Co-located solar and storage. Retrofitted solar farms adding BESS. DC-coupled systems. Behind-the-meter hybrids. The configurations vary, but the underlying trend is consistent — more non-scheduled hybrid projects are being built, and that number is accelerating.

This creates an optimisation problem that is meaningfully different from standalone BESS. Not more complicated in ways that are hard to solve — but different in ways that many platforms were not originally designed for.

That distinction is starting to matter.

The standalone assumption

Most battery optimisation platforms were built for single-technology BESS and later adapted to handle hybrid assets.

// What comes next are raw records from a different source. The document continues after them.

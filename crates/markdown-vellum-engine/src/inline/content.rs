use crate::source::Span;

/// A block's inline region, assembled from per-line content spans.
///
/// Container prefixes (`> `, list indentation) make a block's meaningful
/// content non-contiguous in the source. The inline parser wants one flat
/// string to scan, but every node it produces must carry an absolute source
/// span, so each pushed piece records where its bytes came from. Local
/// offsets map back through `to_source` / `to_source_end`.
#[derive(Debug, Clone, Default)]
pub struct InlineContent {
    pub text: String,
    chunks: Vec<Chunk>,
}

#[derive(Debug, Clone, Copy)]
struct Chunk {
    local_start: usize,
    local_end: usize,
    source_start: usize,
    source_end: usize,
}

impl InlineContent {
    pub fn new() -> Self {
        Self::default()
    }

    /// Builds content from one contiguous source span.
    pub fn contiguous(text: String, span: Span) -> Self {
        let mut c = Self::new();
        c.push_chunk(&text, span);
        c
    }

    /// Appends a piece of content text that came from `span`.
    ///
    /// For ordinary content the local and source lengths match. A line
    /// separator is pushed as a single `\n` whose span stretches from the
    /// end of one line's content to the start of the next (covering the
    /// terminator and any container prefix in between).
    pub fn push_chunk(&mut self, text: &str, span: Span) {
        let local_start = self.text.len();
        self.text.push_str(text);
        self.chunks.push(Chunk {
            local_start,
            local_end: self.text.len(),
            source_start: span.start,
            source_end: span.end,
        });
    }

    pub fn push_line_break(&mut self, span: Span) {
        self.push_chunk("\n", span);
    }

    pub fn is_empty(&self) -> bool {
        self.text.is_empty()
    }

    /// Maps a local byte offset to an absolute source offset.
    pub fn to_source(&self, local: usize) -> usize {
        match self.chunk_at(local) {
            Some(c) => c.source_start + (local - c.local_start).min(c.source_end - c.source_start),
            None => self.chunks.last().map(|c| c.source_end).unwrap_or(0),
        }
    }

    /// Maps an exclusive local end offset to an absolute source offset,
    /// resolving chunk-boundary positions to the end of the chunk the range
    /// actually covers.
    pub fn to_source_end(&self, local_end: usize) -> usize {
        if local_end == 0 {
            return self.chunks.first().map(|c| c.source_start).unwrap_or(0);
        }
        match self.chunk_at(local_end - 1) {
            Some(c) => {
                let within = local_end - c.local_start;
                if within >= c.local_end - c.local_start {
                    c.source_end
                } else {
                    c.source_start + within
                }
            }
            None => self.chunks.last().map(|c| c.source_end).unwrap_or(0),
        }
    }

    /// Maps a local byte range to an absolute source span.
    pub fn span_of(&self, local: std::ops::Range<usize>) -> Span {
        Span::new(self.to_source(local.start), self.to_source_end(local.end))
    }

    fn chunk_at(&self, local: usize) -> Option<Chunk> {
        let idx = self
            .chunks
            .partition_point(|c| c.local_end <= local)
            .min(self.chunks.len().saturating_sub(1));
        let c = *self.chunks.get(idx)?;
        if local >= c.local_start && local < c.local_end {
            Some(c)
        } else if local >= c.local_end {
            Some(c)
        } else {
            None
        }
    }
}

#[cfg(test)]
mod tests {
    use super::*;

    #[test]
    fn contiguous_maps_identity_plus_base() {
        let c = InlineContent::contiguous("hello".into(), Span::new(10, 15));
        assert_eq!(c.to_source(0), 10);
        assert_eq!(c.to_source(3), 13);
        assert_eq!(c.span_of(1..4), Span::new(11, 14));
        assert_eq!(c.to_source_end(5), 15);
    }

    #[test]
    fn line_break_chunk_stretches_over_prefix() {
        // Source: "> ab\n> cd" — content "ab" at 2..4, "cd" at 7..9,
        // separator covers 4..7 ("\n> ").
        let mut c = InlineContent::new();
        c.push_chunk("ab", Span::new(2, 4));
        c.push_line_break(Span::new(4, 7));
        c.push_chunk("cd", Span::new(7, 9));
        assert_eq!(c.text, "ab\ncd");
        assert_eq!(c.span_of(0..2), Span::new(2, 4));
        // The break's local byte maps to the full separator span.
        assert_eq!(c.span_of(2..3), Span::new(4, 7));
        assert_eq!(c.span_of(3..5), Span::new(7, 9));
        // A range crossing the break still maps to valid outer offsets.
        assert_eq!(c.span_of(0..5), Span::new(2, 9));
    }

    #[test]
    fn crlf_separator_is_wider_than_local_newline() {
        let mut c = InlineContent::new();
        c.push_chunk("ab", Span::new(0, 2));
        c.push_line_break(Span::new(2, 4)); // \r\n
        c.push_chunk("cd", Span::new(4, 6));
        assert_eq!(c.span_of(2..3), Span::new(2, 4));
    }
}
//! Inline parsing: cursor scan with delimiter and bracket stacks.
//!
//! A block's inline region is assembled into an [`InlineContent`] (flat
//! text plus an offset map back into the source), scanned once left to
//! right, and folded into span-carrying inline nodes. Code spans are raw
//! zones; unmatched delimiters and brackets demote to text; the stack
//! drains fully, so parsing never fails.

pub mod content;
pub mod emphasis;
pub mod links;
pub mod parser;
pub mod types;

pub use content::InlineContent;
pub use parser::parse_inline;
pub use types::{Inline, InlineKind};

#[cfg(test)]
mod tests {
    use super::*;
    use crate::source::Span;
    use pretty_assertions::assert_eq;

    fn parse(text: &str) -> Vec<Inline> {
        parse_inline(&InlineContent::contiguous(
            text.to_string(),
            Span::new(0, text.len()),
        ))
    }

    #[test]
    fn plain_text_is_one_node() {
        let nodes = parse("hello world");
        assert_eq!(nodes.len(), 1);
        assert_eq!(nodes[0].span, Span::new(0, 11));
        assert!(matches!(nodes[0].kind, InlineKind::Text { literal: None }));
    }

    #[test]
    fn emphasis_and_strong() {
        let nodes = parse("a *em* and **strong**");
        assert_eq!(nodes.len(), 4);
        match &nodes[1].kind {
            InlineKind::Emphasis { marker, children } => {
                assert_eq!(*marker, b'*');
                assert_eq!(children.len(), 1);
            }
            other => panic!("expected emphasis, got {other:?}"),
        }
        assert_eq!(nodes[1].span, Span::new(2, 6));
        match &nodes[3].kind {
            InlineKind::Strong { marker, children } => {
                assert_eq!(*marker, b'*');
                assert_eq!(children[0].span, Span::new(13, 19));
            }
            other => panic!("expected strong, got {other:?}"),
        }
        assert_eq!(nodes[3].span, Span::new(11, 21));
    }

    #[test]
    fn nested_triple_emphasis() {
        let nodes = parse("***x***");
        assert_eq!(nodes.len(), 1);
        let InlineKind::Emphasis { children, .. } = &nodes[0].kind else {
            panic!("outer node should be emphasis");
        };
        assert!(matches!(children[0].kind, InlineKind::Strong { .. }));
    }

    #[test]
    fn unmatched_star_stays_text() {
        let nodes = parse("2 * 3 = 6");
        // The leftover delimiter merges back into the surrounding text.
        assert_eq!(nodes.len(), 1);
        assert_eq!(nodes[0].span, Span::new(0, 9));
        assert!(matches!(nodes[0].kind, InlineKind::Text { literal: None }));
    }

    #[test]
    fn code_span_is_a_raw_zone() {
        let nodes = parse("`*not em*`");
        assert_eq!(nodes.len(), 1);
        match &nodes[0].kind {
            InlineKind::Code { tick_len, literal } => {
                assert_eq!(*tick_len, 1);
                assert_eq!(&**literal, "*not em*");
            }
            other => panic!("expected code, got {other:?}"),
        }
    }

    #[test]
    fn double_backtick_code_with_padding() {
        let nodes = parse("`` `tick` ``");
        match &nodes[0].kind {
            InlineKind::Code { tick_len, literal } => {
                assert_eq!(*tick_len, 2);
                assert_eq!(&**literal, "`tick`");
            }
            other => panic!("expected code, got {other:?}"),
        }
    }

    #[test]
    fn unclosed_backtick_is_text() {
        let nodes = parse("a `unclosed");
        assert_eq!(nodes.len(), 1);
        assert!(matches!(nodes[0].kind, InlineKind::Text { literal: None }));
        assert_eq!(nodes[0].span, Span::new(0, 11));
    }

    #[test]
    fn inline_link() {
        let nodes = parse("see [docs](https://d.io \"t\") now");
        assert_eq!(nodes.len(), 3);
        match &nodes[1].kind {
            InlineKind::Link {
                dest,
                title,
                children,
            } => {
                assert_eq!(dest, "https://d.io");
                assert_eq!(title.as_deref(), Some("t"));
                assert_eq!(children.len(), 1);
            }
            other => panic!("expected link, got {other:?}"),
        }
        assert_eq!(nodes[1].span, Span::new(4, 28));
    }

    #[test]
    fn image_with_alt() {
        let nodes = parse("![alt](img.png)");
        assert_eq!(nodes.len(), 1);
        match &nodes[0].kind {
            InlineKind::Image { dest, children, .. } => {
                assert_eq!(dest, "img.png");
                assert_eq!(children.len(), 1);
            }
            other => panic!("expected image, got {other:?}"),
        }
    }

    #[test]
    fn reference_link_forms() {
        let nodes = parse("[full][lbl] [collapsed][] [shortcut]");
        let labels: Vec<&str> = nodes
            .iter()
            .filter_map(|n| match &n.kind {
                InlineKind::RefLink { label, .. } => Some(label.as_str()),
                _ => None,
            })
            .collect();
        assert_eq!(labels, vec!["lbl", "collapsed", "shortcut"]);
    }

    #[test]
    fn emphasis_inside_link_text() {
        let nodes = parse("[*em* text](x)");
        let InlineKind::Link { children, .. } = &nodes[0].kind else {
            panic!("expected link");
        };
        assert!(matches!(children[0].kind, InlineKind::Emphasis { .. }));
    }

    #[test]
    fn no_links_inside_links() {
        let nodes = parse("[a [b](inner) c](outer)");
        let links: Vec<&Inline> = nodes
            .iter()
            .filter(|n| matches!(n.kind, InlineKind::Link { .. }))
            .collect();
        assert_eq!(links.len(), 1);
        match &links[0].kind {
            InlineKind::Link { dest, .. } => assert_eq!(dest, "inner"),
            _ => unreachable!(),
        }
    }

    #[test]
    fn autolink_and_email() {
        let nodes = parse("<https://x.io> and <a@b.io>");
        match &nodes[0].kind {
            InlineKind::Autolink { url, email } => {
                assert_eq!(url, "https://x.io");
                assert!(!email);
            }
            other => panic!("expected autolink, got {other:?}"),
        }
        match &nodes[2].kind {
            InlineKind::Autolink { email, .. } => assert!(email),
            other => panic!("expected email autolink, got {other:?}"),
        }
    }

    #[test]
    fn strikethrough_needs_double_tilde() {
        let nodes = parse("~~gone~~ but ~one~ stays");
        assert!(matches!(nodes[0].kind, InlineKind::Strikethrough { .. }));
        assert_eq!(nodes[0].span, Span::new(0, 8));
        assert!(nodes[1..]
            .iter()
            .all(|n| matches!(n.kind, InlineKind::Text { .. })));
    }

    #[test]
    fn breaks() {
        let nodes = parse("soft\nline");
        assert!(matches!(nodes[1].kind, InlineKind::SoftBreak));
        let nodes = parse("hard  \nline");
        assert!(matches!(nodes[1].kind, InlineKind::HardBreak));
        assert_eq!(nodes[0].span, Span::new(0, 4));
        let nodes = parse("slash\\\nline");
        assert!(matches!(nodes[1].kind, InlineKind::HardBreak));
    }

    #[test]
    fn backslash_escape() {
        let nodes = parse(r"a \* b");
        assert_eq!(nodes.len(), 3);
        match &nodes[1].kind {
            InlineKind::Text { literal } => assert_eq!(literal.as_deref(), Some("*")),
            other => panic!("expected escaped text, got {other:?}"),
        }
        assert_eq!(nodes[1].span, Span::new(2, 4));
    }

    #[test]
    fn html_inline_passthrough() {
        let nodes = parse("a <span class=\"x\">b</span>");
        assert!(matches!(nodes[1].kind, InlineKind::HtmlInline { .. }));
        match &nodes[1].kind {
            InlineKind::HtmlInline { literal } => assert_eq!(&**literal, "<span class=\"x\">"),
            _ => unreachable!(),
        }
    }

    #[test]
    fn footnote_reference() {
        let nodes = parse("fact[^1].");
        match &nodes[1].kind {
            InlineKind::FootnoteReference { label } => assert_eq!(label, "1"),
            other => panic!("expected footnote ref, got {other:?}"),
        }
    }

    #[test]
    fn stray_close_bracket_is_text() {
        let nodes = parse("a ] b");
        assert_eq!(nodes.len(), 1);
        assert_eq!(nodes[0].span, Span::new(0, 5));
    }

    #[test]
    fn mod_three_ambiguous_run_degrades_to_text() {
        // Rule-of-three refusal: "*foo**bar" leaves everything literal.
        let nodes = parse("*foo**bar");
        assert!(nodes
            .iter()
            .all(|n| matches!(n.kind, InlineKind::Text { .. })));
    }

    #[test]
    fn spans_cover_children_in_order() {
        let nodes = parse("x **a `c` b** y");
        let InlineKind::Strong { children, .. } = &nodes[1].kind else {
            panic!("expected strong");
        };
        let mut prev_end = nodes[1].span.start;
        for child in children {
            assert!(child.span.start >= prev_end);
            assert!(child.span.end <= nodes[1].span.end);
            prev_end = child.span.end;
        }
    }
}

That is a reasonable product evolution. But it leaves a residue in how the optimisation logic works.

A standalone battery has one job: dispatch at the right time. The platform forecasts prices, manages state of charge, submits FCAS offers, and sequences charge and discharge cycles to maximise revenue. The inputs are relatively clean — grid connection, AEMO price signal, telemetry from the battery.

Add solar generation behind the same connection point, and the problem changes.

The platform now needs to account for PV output in real time. It needs to decide, every five minutes, whether available solar generation should be exported to the grid, used to charge the battery, or some combination of both — and that decision needs to be made against a forecast of what prices are going to do over the next several hours.

These are not two separate decisions that can be made sequentially. They are one decision, and they need to be made together.

The negative price problem

This is where the gap between genuine hybrid platforms and adapted standalone optimisers becomes most visible.

In South Australia, approximately 30% of all intervals now see near-zero or negative spot prices, driven by excess rooftop and utility solar generation during daylight hours.* In Queensland, that proportion is rising.

For a standalone battery, negative prices are primarily a charging opportunity. The logic is relatively straightforward.

For a hybrid asset, the calculation is fundamentally different.

During a negative price interval:

• the solar farm is generating
• exporting that generation incurs a cost
• the battery may or may not have capacity to absorb it
• the connection point has physical export limits
• solar clipping may result in lost generation if not actively managed

Somewhere in the next few hours, the evening peak arrives — the point at which supply tightens and prices can spike above $5,000/MWh. That is when the battery needs to be positioned to discharge. Getting the state of charge right for that window is the central optimisation challenge of a hybrid asset.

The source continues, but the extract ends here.